Restaurateur Henry Dimbleby will put forward the proposals as part of a National Food Strategy aimed at improving the nation’s health, according to sources.
The Government-commissioned review is expected to include proposals to expand the current sugar tax on sweet drinks and bring in a new salt tax on high-sodium foods.
Mr Dimbleby is also expected to recommend an expansion of free school meals and is likely to criticise the UK’s recent trade deal with Australia, putting him on a collision course with ministers.

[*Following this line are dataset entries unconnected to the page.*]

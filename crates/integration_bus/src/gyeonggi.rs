//! Gyeonggi bus route service client (v2, XML)
//!
//! A response that is not XML carries no usable data and is treated as an
//! empty result.

use async_trait::async_trait;
use domain::{Position, Provider, RouteCategory, RouteDetail, RoutePath, RouteSummary, Stop};
use reqwest::Client;
use serde::Deserialize;
use tracing::{debug, instrument, warn};

use crate::client::RegionalBusClient;
use crate::config::BusApiConfig;
use crate::error::BusApiError;
use crate::http::{self, RawGatewayHeader, ResponseStatus, ResultCodes, text};

const RESULT_CODES: ResultCodes = ResultCodes {
    success: 0,
    no_data: 4,
    auth: None,
};

/// Client for the Gyeonggi bus route service
#[derive(Debug)]
pub struct GyeonggiBusClient {
    client: Client,
    config: BusApiConfig,
}

impl GyeonggiBusClient {
    /// Create a new Gyeonggi client
    ///
    /// # Errors
    ///
    /// Returns an error if the HTTP client cannot be initialized.
    pub fn new(config: &BusApiConfig) -> Result<Self, BusApiError> {
        Ok(Self {
            client: http::build_client(config)?,
            config: config.clone(),
        })
    }

    /// Call `operation`; `None` when the response carries no body to read
    async fn call(
        &self,
        operation: &str,
        key: &str,
        params: &[(&str, &str)],
        timeout_secs: u64,
    ) -> Result<Option<RawGyeonggiBody>, BusApiError> {
        let url = format!("{}/{operation}", self.config.gyeonggi_base_url);
        let mut query = vec![("serviceKey", key), ("format", "xml")];
        query.extend_from_slice(params);

        let response = http::fetch(&self.client, &url, &query, timeout_secs).await?;
        response.ensure_success()?;

        if !response.is_xml {
            warn!(operation, "Gyeonggi response is not XML, treating as empty");
            return Ok(None);
        }

        let raw: RawGyeonggiResponse = http::decode_xml(&response.body)?;
        raw.into_body()
    }

    async fn call_route(
        &self,
        operation: &str,
        key: &str,
        route: &RouteSummary,
    ) -> Result<Option<RawGyeonggiBody>, BusApiError> {
        self.call(
            operation,
            key,
            &[("routeId", route.id.as_str())],
            self.config.timeout_secs,
        )
        .await
    }
}

#[async_trait]
impl RegionalBusClient for GyeonggiBusClient {
    fn provider(&self) -> Provider {
        Provider::Gyeonggi
    }

    #[instrument(skip(self, key))]
    async fn search_routes(&self, key: &str, query: &str) -> Result<Vec<RouteSummary>, BusApiError> {
        let body = self
            .call(
                "getBusRouteListv2",
                key,
                &[("keyword", query)],
                self.config.gyeonggi_search_timeout_secs,
            )
            .await?;

        let routes: Vec<RouteSummary> = body
            .map(|b| b.routes)
            .unwrap_or_default()
            .into_iter()
            .filter_map(RawGyeonggiRoute::into_summary)
            .collect();

        debug!(count = routes.len(), "Gyeonggi route search complete");
        Ok(routes)
    }

    #[instrument(skip(self, key, route), fields(route_id = %route.id))]
    async fn get_stops(&self, key: &str, route: &RouteSummary) -> Result<Vec<Stop>, BusApiError> {
        let body = self
            .call_route("getBusRouteStationListv2", key, route)
            .await?;

        Ok(body
            .map(|b| b.stations)
            .unwrap_or_default()
            .into_iter()
            .map(RawGyeonggiStation::into_stop)
            .collect())
    }

    #[instrument(skip(self, key, route), fields(route_id = %route.id))]
    async fn get_route_detail(
        &self,
        key: &str,
        route: &RouteSummary,
    ) -> Result<Option<RouteDetail>, BusApiError> {
        let body = self.call_route("getBusRouteInfoItemv2", key, route).await?;

        Ok(body
            .and_then(|b| b.info)
            .map(RawGyeonggiRouteInfo::into_detail))
    }

    #[instrument(skip(self, key, route), fields(route_id = %route.id))]
    async fn get_route_shape(&self, key: &str, route: &RouteSummary) -> Result<RoutePath, BusApiError> {
        let body = self.call_route("getBusRouteLineListv2", key, route).await?;

        Ok(body
            .map(|b| b.line)
            .unwrap_or_default()
            .into_iter()
            .map(|p| Position::new(p.x, p.y))
            .collect())
    }
}

// Raw Gyeonggi XML types for deserialization

#[derive(Debug, Deserialize)]
struct RawGyeonggiResponse {
    #[serde(rename = "cmmMsgHeader")]
    gateway: Option<RawGatewayHeader>,
    #[serde(rename = "msgHeader")]
    header: Option<RawGyeonggiHeader>,
    #[serde(rename = "msgBody")]
    body: Option<RawGyeonggiBody>,
}

#[derive(Debug, Deserialize)]
struct RawGyeonggiHeader {
    #[serde(rename = "resultCode")]
    code: String,
    #[serde(rename = "resultMessage")]
    message: Option<String>,
}

#[derive(Debug, Deserialize)]
struct RawGyeonggiBody {
    #[serde(rename = "busRouteList", default)]
    routes: Vec<RawGyeonggiRoute>,
    #[serde(rename = "busRouteStationList", default)]
    stations: Vec<RawGyeonggiStation>,
    #[serde(rename = "busRouteInfoItem")]
    info: Option<RawGyeonggiRouteInfo>,
    #[serde(rename = "busRouteLineList", default)]
    line: Vec<RawGyeonggiPoint>,
}

impl RawGyeonggiResponse {
    fn into_body(self) -> Result<Option<RawGyeonggiBody>, BusApiError> {
        http::check_gateway(self.gateway.as_ref())?;

        let header = self
            .header
            .ok_or_else(|| BusApiError::RemoteProtocol("missing msgHeader".to_string()))?;

        match RESULT_CODES.classify(&header.code, header.message.as_deref())? {
            ResponseStatus::Success => Ok(self.body),
            ResponseStatus::NoData => Ok(None),
        }
    }
}

#[derive(Debug, Deserialize)]
struct RawGyeonggiRoute {
    #[serde(rename = "routeName")]
    name: Option<String>,
    #[serde(rename = "routeId")]
    id: Option<String>,
    #[serde(rename = "regionName")]
    region: Option<String>,
    #[serde(rename = "routeTypeCd")]
    route_type: Option<String>,
}

impl RawGyeonggiRoute {
    fn into_summary(self) -> Option<RouteSummary> {
        Some(RouteSummary::new(
            text(self.name)?,
            text(self.id)?,
            text(self.region).unwrap_or_default(),
            category(self.route_type.as_deref()),
            Provider::Gyeonggi,
        ))
    }
}

#[derive(Debug, Deserialize)]
struct RawGyeonggiStation {
    #[serde(rename = "mobileNo")]
    mobile_no: Option<String>,
    #[serde(rename = "stationName")]
    name: Option<String>,
    x: f64,
    y: f64,
    #[serde(rename = "turnYn")]
    turnaround: Option<String>,
}

impl RawGyeonggiStation {
    fn into_stop(self) -> Stop {
        let is_turnaround = self.turnaround.as_deref().map(str::trim) == Some("Y");
        Stop::new(
            text(self.mobile_no),
            text(self.name).unwrap_or_default(),
            Position::new(self.x, self.y),
            is_turnaround,
        )
    }
}

#[derive(Debug, Deserialize)]
struct RawGyeonggiRouteInfo {
    #[serde(rename = "routeTypeCd")]
    route_type: Option<String>,
    #[serde(rename = "routeName")]
    name: Option<String>,
    #[serde(rename = "startStationName")]
    start: Option<String>,
    #[serde(rename = "endStationName")]
    end: Option<String>,
}

impl RawGyeonggiRouteInfo {
    fn into_detail(self) -> RouteDetail {
        RouteDetail::new(
            category(self.route_type.as_deref()),
            text(self.name).unwrap_or_default(),
            text(self.start).unwrap_or_default(),
            text(self.end).unwrap_or_default(),
        )
    }
}

#[derive(Debug, Deserialize)]
struct RawGyeonggiPoint {
    x: f64,
    y: f64,
}

fn category(code: Option<&str>) -> RouteCategory {
    code.map_or(RouteCategory::Unclassified, RouteCategory::from_code_str)
}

The Government-commissioned review is expected to include proposals to expand the current sugar tax on sweet drinks and bring in a new salt tax on high-sodium foods
However, the plan does not include suggestions for a tax on red meat, which the Prime Minister has ruled out.
Mr Dimbleby, the millionaire founder of fast-food chain Leon, will make his recommendations in an independent report issued tomorrow.
Ministers plan to respond in a White Paper in six months but sources cautioned that none of the recommendations were ‘set in stone’.
The ‘snack tax’ is intended to encourage manufacturers to slash the amount of sugar and salt in their products and could apply to foods such as sausages, bacon, burgers and crisps.
Fizzy drinks have been subject to a sugar tax of 18p per litre since 2018 but Mr Dimbleby is expected to call for this to go further. There is no tax on salty foods at present. Sources suggested that reports last month that the levy could be as high as 6 per cent were incorrect.
The review is expected to suggest a drop in the amount of red meat consumed as part of a healthy diet but will not recommend a tax on it.
The ‘snack tax’ is intended to encourage manufacturers to slash the amount of sugar and salt in their products and could apply to foods such as sausages, bacon, burgers and crisps
Last month Mr Dimbleby was reported to have warned that people may have to pay a meat levy to help save the planet, even though it could cause riots.
He is said to have argued that a levy on burgers, steaks, ham and sausages ‘may be necessary’ in the long term.
But he ruled against an immediate introduction because of the uproar it would create in the aftermath of the pandemic.
Mr Johnson has unveiled plans to slash greenhouse emissions by nearly four-fifths in a decade, which would require cutting meat and dairy consumption by a fifth.
Average meat consumption stands at 70g a day, according to the NHS, so reducing this by a fifth would equal 56g, equivalent to the weight of a chicken breast. Mr Dimbleby is also likely to renew his call for an expansion of free school meals to all under-16s with parents on universal credit.
This would cause trouble for the Government, which is under pressure to save money because of the pandemic.
Last year Mr Dimbleby wrote: ‘A government that is serious about ‘levelling up’ must ensure that all children get the nutrition they need.’
He is also expected to be critical of the trade deal with Australia signed last month after calling on ministers to protect environmental and animal welfare standards.
Other suggestions in the report include backing local producers, sustainable farming and woodland creation.